自分にできることならなるべく手伝ってやりたいが、生憎最近のルートヴィヒを振り回しているのはギルベルトではできない、「ドイツ」たるルートヴィヒにしかできない仕事らしい。
大きなため息を一つついてから、ギルベルトはベッドから降りた。


早朝の公園で飼い犬たちと共に散歩していたギルベルトは、羽織っていたパーカーのポケットの中で携帯が鳴ったのに気付いた。
ルートヴィヒからのメールの時にだけ鳴るように設定してあるメロディに、ギルベルトは立ち止まって犬たちに話しかけながらポケットから携帯を取り出す。
「ルツのやつ、忘れ物でもしたんじゃねー?」
笑いながら言うギルベルトを、犬たちは不思議そうに見つめている。


『にいさん。
昨日は心配をかけてすまなかった。
この仕事を終えたら、長期の休暇がもらえそうだ。
二人でどこかに行きたい』

どこかに。
どこへ、ではなく。
それはつまり。

ギルベルトの笑いが更に深くなって行き、主人の喜びを敏感に察した犬たちが尻尾を振りながらそわそわと歩き回る。

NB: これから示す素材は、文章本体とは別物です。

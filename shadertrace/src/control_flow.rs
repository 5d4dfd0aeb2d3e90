//! RAII combinators over the raw `begin_*`/`end_*` pairs in [`crate::context`].
//!
//! These exist so a forgotten closing call is a compile error (an unused
//! guard) rather than a malformed AST discovered only at emit time. A loop
//! body closure is invoked exactly once regardless of the host condition's
//! truth value: proxy tracing is a single static pass over the builder, not
//! an interpretation of it, so the closure's job is only to populate
//! `Statement::While`'s `body`.
use crate::{
    ast::LoopKind,
    context,
    proxy::{Bool, Proxy},
};

/// `shader_if(cond, || { ... })` with an optional chained `.elif`/`.else_`.
/// Both arms are fully recorded by the time this (or any chained call)
/// returns, so the builder carries no state of its own — it only exists to
/// give `.elif`/`.else_` somewhere to attach.
pub struct IfBuilder;

pub fn shader_if(cond: Bool, then: impl FnOnce()) -> IfBuilder {
    context::with_context(|ctx| ctx.begin_if(cond.value_id()));
    then();
    context::with_context(|ctx| ctx.end_if());
    IfBuilder
}

impl IfBuilder {
    pub fn elif(self, cond: Bool, then: impl FnOnce()) -> Self {
        context::with_context(|ctx| ctx.begin_elif(cond.value_id()));
        then();
        context::with_context(|ctx| ctx.end_elif());
        self
    }

    pub fn else_(self, then: impl FnOnce()) {
        context::with_context(|ctx| ctx.begin_else());
        then();
        context::with_context(|ctx| ctx.end_else());
    }
}

/// `shader_while(|| cond_expr, || { body })`. The condition closure is
/// re-evaluated on the host exactly once, *before* the body, to build the
/// `cond` node; it must not depend on loop-carried host state the way a real
/// interpreted `while` would, since the body runs only once during tracing.
pub fn shader_while(cond: impl FnOnce() -> Bool, body: impl FnOnce()) {
    let cond = cond();
    context::with_context(|ctx| ctx.begin_while(cond.value_id(), LoopKind::While));
    body();
    context::with_context(|ctx| ctx.end_while());
}

/// `shader_do_while(|| { body }, || cond_expr)`: matches `do { body } while
/// (cond);` — the condition is traced after the body, reflecting that in the
/// source language the condition expression's variables are in scope after
/// one iteration of the body.
pub fn shader_do_while(body: impl FnOnce(), cond: impl FnOnce() -> Bool) {
    context::with_context(|ctx| ctx.begin_while(placeholder_cond(), LoopKind::DoWhile));
    body();
    let cond = cond();
    context::with_context(|ctx| ctx.set_while_cond(cond.value_id()));
    context::with_context(|ctx| ctx.end_while());
}

fn placeholder_cond() -> crate::context::Id<crate::ast::ValueData> {
    context::with_context(|ctx| {
        let ty = ctx.primitive_type(crate::ast::PrimitiveType::Bool);
        ctx.literal(ty, crate::ast::Literal::Scalar(crate::ast::ScalarLit::Bool(true)))
    })
}

/// `shader_for(init, || cond_expr, || step_effect, || { body })`: lowers to a
/// `while` node with the init hoisted before it and the step folded into the
/// tail of the body, matching how the back end only has `while`/`do-while`.
pub fn shader_for<Init>(init: impl FnOnce() -> Init, cond: impl FnOnce() -> Bool, step: impl FnOnce(), body: impl FnOnce())
where
    Init: Proxy,
{
    let _ = init();
    shader_while(cond, || {
        body();
        step();
    });
}

#[cfg(test)]
mod tests {
    use super::*;
    use crate::{
        ast::Statement,
        context::Stage,
        proxy::{Scalar, I32},
    };

    fn begin(stage: Stage) {
        context::begin_pipeline(false);
        context::with_context(|ctx| ctx.begin_shader_parse(stage));
    }

    /// Finds the last `If`/`While` statement appended to the top-level local
    /// list, skipping over the `DefineLocal`s a `Bool::from(..)` condition
    /// materialises in the caller's scope before the control-flow call.
    fn last_statement(ctx: &crate::context::ParserContext) -> &Statement {
        ctx.structure.local_statements.last().expect("no statement recorded")
    }

    #[test]
    fn shader_if_records_a_single_if_statement_regardless_of_branch() {
        begin(Stage::Fragment);
        let cond = Bool::from(true);
        shader_if(cond, || {
            let _x = I32::default();
        });
        context::with_context(|ctx| {
            assert!(matches!(last_statement(ctx), Statement::If { .. }));
        });
    }

    #[test]
    fn if_elif_else_chain_builds_one_statement_with_all_arms() {
        begin(Stage::Fragment);
        let cond = Bool::from(true);
        let elif_cond = Bool::from(false);
        shader_if(cond, || {}).elif(elif_cond, || {}).else_(|| {});
        context::with_context(|ctx| match last_statement(ctx) {
            Statement::If { arms, else_body } => {
                assert_eq!(arms.len(), 2);
                assert!(else_body.is_some());
            }
            other => panic!("expected If, got {:?}", other),
        });
    }

    #[test]
    fn shader_while_runs_body_closure_exactly_once() {
        begin(Stage::Compute);
        let mut calls = 0;
        shader_while(
            || Bool::from(true),
            || {
                calls += 1;
                let _x = I32::default();
            },
        );
        assert_eq!(calls, 1);
        context::with_context(|ctx| match last_statement(ctx) {
            Statement::While { body, .. } => assert_eq!(body.len(), 1),
            other => panic!("expected While, got {:?}", other),
        });
    }

    #[test]
    fn shader_do_while_traces_condition_after_the_body() {
        begin(Stage::Compute);
        shader_do_while(
            || {
                let _x = I32::default();
            },
            || Bool::from(false),
        );
        context::with_context(|ctx| match last_statement(ctx) {
            Statement::While { cond, kind, body } => {
                assert_eq!(*kind, crate::ast::LoopKind::DoWhile);
                // The condition was patched away from the placeholder literal:
                // it now names the local the real condition got wrapped in,
                // and that local's own DefineLocal (appended to the body
                // after the real body statements) inits from `false`.
                let define = body
                    .iter()
                    .find_map(|s| match s {
                        Statement::DefineLocal { var, init } if *var == *cond => *init,
                        _ => None,
                    })
                    .expect("no DefineLocal for the patched condition");
                assert!(matches!(
                    &ctx.structure.values[define],
                    crate::ast::ValueData::Literal {
                        lit: crate::ast::Literal::Scalar(crate::ast::ScalarLit::Bool(false)),
                        ..
                    }
                ));
            }
            other => panic!("expected While, got {:?}", other),
        });
    }

    #[test]
    fn shader_for_folds_step_into_the_body_tail() {
        begin(Stage::Compute);
        shader_for(
            || Scalar::<i32>::from(0),
            || Bool::from(true),
            || {
                let _ = I32::default();
            },
            || {
                let _ = I32::default();
            },
        );
        context::with_context(|ctx| match last_statement(ctx) {
            Statement::While { body, kind, .. } => {
                assert_eq!(*kind, crate::ast::LoopKind::While);
                assert_eq!(body.len(), 2);
            }
            other => panic!("expected While, got {:?}", other),
        });
    }
}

「つまりあいつ、お仕事頑張った自分をお兄様にゆっくりもてなしてほしいって言ってんだなー!」

ギルベルトは小走りで駆け出した。
更に激しく尻尾を振りながら、犬たちもついてくる。帰ったらすぐ、良さげな保養地やホテルでも探そう。
久しぶりの長期休暇だ、国外にまで足を伸ばすのもいいかもしれない。
「まったく、うちの弟は贅沢もんだな!」

どんな至れり尽くせりでも、喜んでしてやろうっていう優しいお兄様がいるんだからよ!

笑いながら、自宅を目指す三匹と一人。
目ぼしい旅行先を見つけたら、その後は今日の夕食のメニューでも考えよう。